Existence of a knowledge body - Se debe suponer que existe un cuerpo de conocimiento que tiene reglas lingüísticas y un conjunto de datos de entrada y salida del cual se pueden extraer reglas.
Existence of solution - Debe asumirse que existe una solución.
‘Good enough’ solution is enough - La ingeniería de control debe buscar una solución "suficientemente buena" en lugar de una óptima.
Range of precision - El controlador de lógica difusa debe diseñarse dentro de un rango de precisión aceptable.
Issues regarding stability and optimality - Los problemas de estabilidad y optimización deben estar abiertos al diseñar el controlador de lógica difusa en lugar de abordarlos explícitamente.
Arquitectura del control de lógica difusa
El siguiente diagrama muestra la arquitectura de Fuzzy Logic Control (FLC).
Componentes principales de FLC
Los siguientes son los componentes principales del FLC como se muestra en la figura anterior:
Fuzzifier - La función del difusor es convertir los valores de entrada nítidos en valores difusos.
Fuzzy Knowledge Base- Almacena el conocimiento sobre todas las relaciones difusas entrada-salida. También tiene la función de membresía que define las variables de entrada a la base de reglas difusas y las variables de salida a la planta bajo control.
Fuzzy Rule Base - Almacena el conocimiento sobre el funcionamiento del proceso de dominio.
Inference Engine- Actúa como núcleo de cualquier FLC. Básicamente, simula decisiones humanas realizando un razonamiento aproximado.
Defuzzifier - La función del defuzzifier es convertir los valores difusos en valores nítidos que se obtienen del motor de inferencia difusa.
Pasos para diseñar FLC
Los siguientes son los pasos involucrados en el diseño de FLC:
Identification of variables - Aquí se deben identificar las variables de entrada, salida y estado de la planta que se está considerando.
Fuzzy subset configuration- El universo de información se divide en varios subconjuntos difusos y a cada subconjunto se le asigna una etiqueta lingüística.
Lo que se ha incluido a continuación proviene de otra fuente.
//! Suite - Benchmark Orchestration State Machine
//!
//! `Setup → Register* → Run → Cycle* → Complete`
//!
//! - Construction validates the timing configuration; a bad configuration
//!   is a setup error and nothing runs.
//! - Cases run strictly in registration order, one at a time.
//! - A failing case is recorded as an `Err` outcome and the suite moves on.

use crate::bencher::{BenchmarkResult, TimingConfig};
use crate::sandbox::SandboxError;
use std::time::{Duration, Instant};
use thiserror::Error;

/// Failure of a single case. Never fatal for the suite.
#[derive(Debug, Error)]
pub enum CaseError {
    /// The sandbox could not evaluate or invoke the candidate
    #[error(transparent)]
    Sandbox(#[from] SandboxError),

    /// The case ran but produced no usable measurement
    #[error("no measurements recorded")]
    NoMeasurements,
}

/// Fatal orchestration errors
#[derive(Debug, Error)]
pub enum SuiteError {
    /// Timing configuration rejected at construction
    #[error("invalid timing configuration: {0}")]
    InvalidTiming(String),

    /// `run` was called on a suite that already ran
    #[error("suite has already been run")]
    AlreadyRun,

    /// `register` was called after `run`
    #[error("cannot register '{0}' after the suite has run")]
    RegisterAfterRun(String),
}

/// Lifecycle of a suite
#[derive(Debug, Clone, Copy, PartialEq, Eq)]
pub enum SuiteState {
    /// Created, nothing registered yet
    Setup,
    /// At least one case registered
    Registered,
    /// `run` in progress
    Running,
    /// All cases finished
    Complete,
}

/// A named unit of work the suite can time.
pub trait BenchCase {
    /// Name reported in cycle and error lines
    fn name(&self) -> &str;

    /// Run the timed loop for this case
    fn run(&mut self, timing: &TimingConfig) -> Result<BenchmarkResult, CaseError>;
}

/// Event hooks fired while the suite runs.
pub trait SuiteObserver {
    /// Before the first case starts
    fn on_start(&mut self, _total: usize) {}

    /// A case finished successfully
    fn on_cycle(&mut self, _name: &str, _result: &BenchmarkResult) {}

    /// A case failed
    fn on_error(&mut self, _name: &str, _error: &CaseError) {}

    /// Every case has run
    fn on_complete(&mut self, _outcomes: &[CaseOutcome]) {}
}

/// Observer that ignores every event
pub struct NoopObserver;

impl SuiteObserver for NoopObserver {}

/// Per-case result, success or failure
#[derive(Debug)]
pub struct CaseOutcome {
    /// Case name
    pub name: String,
    /// Measurement or the reason there is none
    pub result: Result<BenchmarkResult, CaseError>,
    /// Wall-clock time spent in the case, warmup included
    pub duration: Duration,
}

impl CaseOutcome {
    /// Whether the case produced a measurement
    pub fn is_success(&self) -> bool {
        self.result.is_ok()
    }
}

/// An ordered collection of cases sharing one timing configuration.
pub struct Suite {
    timing: TimingConfig,
    cases: Vec<Box<dyn BenchCase>>,
    state: SuiteState,
}

impl Suite {
    /// Create a suite, validating the timing configuration.
    pub fn new(timing: TimingConfig) -> Result<Self, SuiteError> {
        validate_timing(&timing)?;
        Ok(Self {
            timing,
            cases: Vec::new(),
            state: SuiteState::Setup,
        })
    }

    /// Current lifecycle state
    pub fn state(&self) -> SuiteState {
        self.state
    }

    /// Timing configuration in effect
    pub fn timing(&self) -> &TimingConfig {
        &self.timing
    }

    /// Number of registered cases
    pub fn len(&self) -> usize {
        self.cases.len()
    }

    /// Whether no case has been registered
    pub fn is_empty(&self) -> bool {
        self.cases.is_empty()
    }

    /// Add a case. Cases run in registration order.
    pub fn register<C: BenchCase + 'static>(&mut self, case: C) -> Result<(), SuiteError> {
        match self.state {
            SuiteState::Setup | SuiteState::Registered => {
                tracing::debug!(case = case.name(), "registered");
                self.cases.push(Box::new(case));
                self.state = SuiteState::Registered;
                Ok(())
            }
            SuiteState::Running | SuiteState::Complete => {
                Err(SuiteError::RegisterAfterRun(case.name().to_string()))
            }
        }
    }

    /// Run every case once, in order. Can only be called once.
    pub fn run(&mut self, observer: &mut dyn SuiteObserver) -> Result<Vec<CaseOutcome>, SuiteError> {
        if matches!(self.state, SuiteState::Running | SuiteState::Complete) {
            return Err(SuiteError::AlreadyRun);
        }
        self.state = SuiteState::Running;
        observer.on_start(self.cases.len());

        let mut outcomes = Vec::with_capacity(self.cases.len());
        for case in self.cases.iter_mut() {
            let name = case.name().to_string();
            tracing::debug!(case = %name, "running");

            let start = Instant::now();
            let result = case.run(&self.timing).and_then(|result| {
                if result.iterations == 0 || result.total_time_ns == 0 {
                    Err(CaseError::NoMeasurements)
                } else {
                    Ok(result)
                }
            });
            let duration = start.elapsed();

            match &result {
                Ok(measurement) => observer.on_cycle(&name, measurement),
                Err(error) => {
                    tracing::debug!(case = %name, %error, "case failed");
                    observer.on_error(&name, error);
                }
            }

            outcomes.push(CaseOutcome {
                name,
                result,
                duration,
            });
        }

        self.state = SuiteState::Complete;
        observer.on_complete(&outcomes);
        Ok(outcomes)
    }
}

fn validate_timing(timing: &TimingConfig) -> Result<(), SuiteError> {
    if timing.target_samples == 0 {
        return Err(SuiteError::InvalidTiming(
            "target sample count must be at least 1".to_string(),
        ));
    }
    if let (Some(min), Some(max)) = (timing.min_iterations, timing.max_iterations) {
        if min > max {
            return Err(SuiteError::InvalidTiming(format!(
                "min_iterations ({min}) exceeds max_iterations ({max})"
            )));
        }
    }
    if timing.max_iterations == Some(0) {
        return Err(SuiteError::InvalidTiming(
            "max_iterations must be at least 1".to_string(),
        ));
    }
    Ok(())
}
Asegúrese siempre de que estos subconjuntos difusos incluyan todos los elementos del universo.
Obtaining membership function - Ahora obtenga la función de pertenencia para cada subconjunto difuso que obtenemos en el paso anterior.
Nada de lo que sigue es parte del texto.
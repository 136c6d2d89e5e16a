//! Output Formatting
//!
//! Human-readable output for benchmark runs:
//! - Per-candidate status icons (✓/✗) with timing metrics
//! - A ranking table with speedups relative to the slowest candidate

use fastpick_report::{BenchmarkComparison, CandidateStatus, Report, format_ops};

/// Format a report for human-readable terminal display
///
/// # Arguments
/// * `report` - Complete benchmark report
///
/// # Returns
/// Formatted string suitable for terminal output
pub fn format_human_output(report: &Report) -> String {
    let mut output = String::new();

    output.push('\n');
    output.push_str("fastpick Results\n");
    output.push_str(&"=".repeat(60));
    output.push_str("\n\n");

    if let Some(module) = &report.meta.module {
        output.push_str(&format!("Module: {}\n", module));
    }
    if let Some(entry) = &report.meta.entry_point {
        output.push_str(&format!("Entry point: {}\n", entry));
    }
    output.push_str(&"-".repeat(60));
    output.push('\n');

    for candidate in &report.candidates {
        let status_icon = match candidate.status {
            CandidateStatus::Passed => "✓",
            CandidateStatus::Failed => "✗",
        };

        if candidate.name == candidate.binding {
            output.push_str(&format!("  {} {}\n", status_icon, candidate.name));
        } else {
            output.push_str(&format!(
                "  {} {} (bound as {})\n",
                status_icon, candidate.name, candidate.binding
            ));
        }
        output.push_str(&format!("      isolation: {}\n", candidate.isolation));

        if let Some(metrics) = &candidate.metrics {
            output.push_str(&format!(
                "      {} ops/sec ±{:.2}%\n",
                format_ops(metrics.ops_per_sec),
                metrics.margin_pct
            ));
            output.push_str(&format!(
                "      mean: {:.2} ns  median: {:.2} ns  stddev: {:.2} ns\n",
                metrics.mean_ns, metrics.median_ns, metrics.std_dev_ns
            ));
            output.push_str(&format!(
                "      min: {:.2} ns  max: {:.2} ns  p95: {:.2} ns\n",
                metrics.min_ns, metrics.max_ns, metrics.p95_ns
            ));
            output.push_str(&format!(
                "      samples: {}  iterations: {}  outliers: {}\n",
                metrics.samples, metrics.iterations, metrics.outliers
            ));
        }

        if let Some(failure) = &candidate.failure {
            output.push_str(&format!("      error ({}): {}\n", failure.kind, failure.message));
        }

        output.push('\n');
    }

    output.push_str(&format_comparison_human(&report.comparison));

    output.push_str(&"=".repeat(60));
    output.push('\n');
    output.push_str(&format!(
        "Summary: {} candidates, {} passed, {} failed ({:.0}ms)\n",
        report.summary.total_candidates,
        report.summary.passed,
        report.summary.failed,
        report.summary.total_duration_ms
    ));

    output
}

/// Ranking table for a comparison, fastest first.
pub fn format_comparison_human(comparison: &BenchmarkComparison) -> String {
    let mut output = String::new();

    output.push_str("Ranking\n");
    output.push_str(&"-".repeat(60));
    output.push('\n');

    if comparison.is_unknown() {
        output.push_str("  No candidate produced a result\n\n");
        return output;
    }

    let max_name_len = comparison
        .results
        .iter()
        .map(|r| r.name.len())
        .max()
        .unwrap_or(20)
        .max("Candidate".len());

    output.push_str(&format!(
        "  {:<width$}  {:>14}  {:>9}  {:>8}\n",
        "Candidate",
        "ops/sec",
        "margin",
        "speedup",
        width = max_name_len
    ));
    output.push_str(&format!("  {}\n", "-".repeat(max_name_len + 37)));

    let mut sorted: Vec<_> = comparison.results.iter().collect();
    sorted.sort_by(|a, b| b.ops.partial_cmp(&a.ops).unwrap_or(std::cmp::Ordering::Equal));

    // Speedups are relative to the slowest entry
    let slowest = sorted.last().map(|r| r.ops).unwrap_or(0.0);

    for entry in &sorted {
        let margin = entry
            .margin
            .map(|m| format!("±{:.2}%", m))
            .unwrap_or_else(|| "-".to_string());
        let speedup = if slowest > 0.0 {
            format!("{:.2}x", entry.ops / slowest)
        } else {
            "-".to_string()
        };
        let marker = if entry.name == comparison.fastest {
            " (fastest)"
        } else {
            ""
        };

        output.push_str(&format!(
            "  {:<width$}  {:>14}  {:>9}  {:>8}{}\n",
            entry.name,
            format_ops(entry.ops),
            margin,
            speedup,
            marker,
            width = max_name_len
        ));
    }

    if let (Some(fastest), Some(runner_up)) = (sorted.first(), sorted.get(1)) {
        if runner_up.ops > 0.0 {
            output.push_str(&format!(
                "\n  {} is {:.2}x faster than {}\n",
                fastest.name,
                fastest.ops / runner_up.ops,
                runner_up.name
            ));
        }
    }
    output.push('\n');

    output
}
Fuzzy rule base configuration - Ahora formule la base de reglas difusas asignando la relación entre la entrada y la salida difusas.
Fuzzification - El proceso de fuzzificación se inicia en este paso.
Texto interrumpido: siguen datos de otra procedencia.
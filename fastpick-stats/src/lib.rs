#![warn(missing_docs)]
//! fastpick Statistics
//!
//! Turns the per-iteration timing samples collected for one candidate into
//! the numbers the comparison is built from:
//! - Outlier detection via the IQR fence
//! - Percentiles over the raw samples
//! - Mean/median/stddev over the cleaned samples
//! - Throughput (operations per second) and its relative margin of error

mod margin;
mod outliers;
mod percentiles;
mod summary;

pub use margin::{relative_margin_of_error, standard_error, t_critical_95};
pub use outliers::{OutlierAnalysis, OutlierMethod, detect_outliers};
pub use percentiles::compute_percentile;
pub use summary::{ThroughputSummary, compute_summary};

/// Nanoseconds per second, used for ops/sec conversion.
pub const NANOS_PER_SEC: f64 = 1_000_000_000.0;
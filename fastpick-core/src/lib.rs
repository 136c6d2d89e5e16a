#![warn(missing_docs)]
//! fastpick Core - Candidate Runtime
//!
//! This crate turns a benchmark module into timed, isolated executions:
//! - `BenchmarkModule` loading and validation
//! - Argument shaping and code isolation for each candidate
//! - `Sandbox`: one QuickJS runtime per candidate, with time budgets
//! - `Bencher`/`run_benchmark_loop` for warmup and sampled measurement
//! - `Suite`: the sequential, fault-containing orchestration state machine

mod bencher;
mod candidate;
mod case;
mod isolate;
mod module;
mod sandbox;
mod shape;
mod suite;

pub use bencher::{
    Bencher, BenchmarkResult, DEFAULT_SAMPLE_COUNT, MIN_SAMPLE_COUNT, Sample, TimingConfig,
    run_benchmark_loop,
};
pub use candidate::{Candidate, prepare_candidates, sanitize_name};
pub use case::SandboxCase;
pub use isolate::{
    Isolation, IsolationError, IsolationStrategy, is_valid_identifier, isolate, stub_source,
    try_isolate,
};
pub use module::{BenchmarkModule, LoadRequirements, ModuleError, json_type_name};
pub use sandbox::{Phase, Sandbox, SandboxConfig, SandboxError};
pub use shape::{INDEX_MAPPING_KEY, RESOLUTION_INFO_KEY, shape_arguments};
pub use suite::{
    BenchCase, CaseError, CaseOutcome, NoopObserver, Suite, SuiteError, SuiteObserver, SuiteState,
};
Combining fuzzy outputs - Al aplicar el razonamiento aproximado difuso, localice la salida difusa y combínelos.
Defuzzification - Finalmente, inicie el proceso de defuzzificación para formar una salida nítida.
Ventajas del control de lógica difusa
Analicemos ahora las ventajas de Fuzzy Logic Control.
Cheaper - Desarrollar un FLC es comparativamente más económico que desarrollar un controlador basado en modelo u otro en términos de rendimiento.
Robust - Los FLC son más robustos que los controladores PID debido a su capacidad para cubrir una amplia gama de condiciones operativas.
Customizable - Los FLC son personalizables.
Emulate human deductive thinking - Básicamente, FLC está diseñado para emular el pensamiento deductivo humano, el proceso que las personas utilizan para inferir conclusiones a partir de lo que saben.
Reliability - FLC es más confiable que el sistema de control convencional.
Efficiency - La lógica difusa proporciona más eficiencia cuando se aplica en el sistema de control.
Desventajas del control de lógica difusa
Ahora discutiremos cuáles son las desventajas de Fuzzy Logic Control.
Requires lots of data - FLC necesita muchos datos para aplicar.
Useful in case of moderate historical data - FLC no es útil para programas mucho más pequeños o más grandes que los datos históricos.
Needs high human expertise - Este es un inconveniente ya que la precisión del sistema depende del conocimiento y la experiencia de los seres humanos.
Needs regular updating of rules - Las reglas deben actualizarse con el tiempo.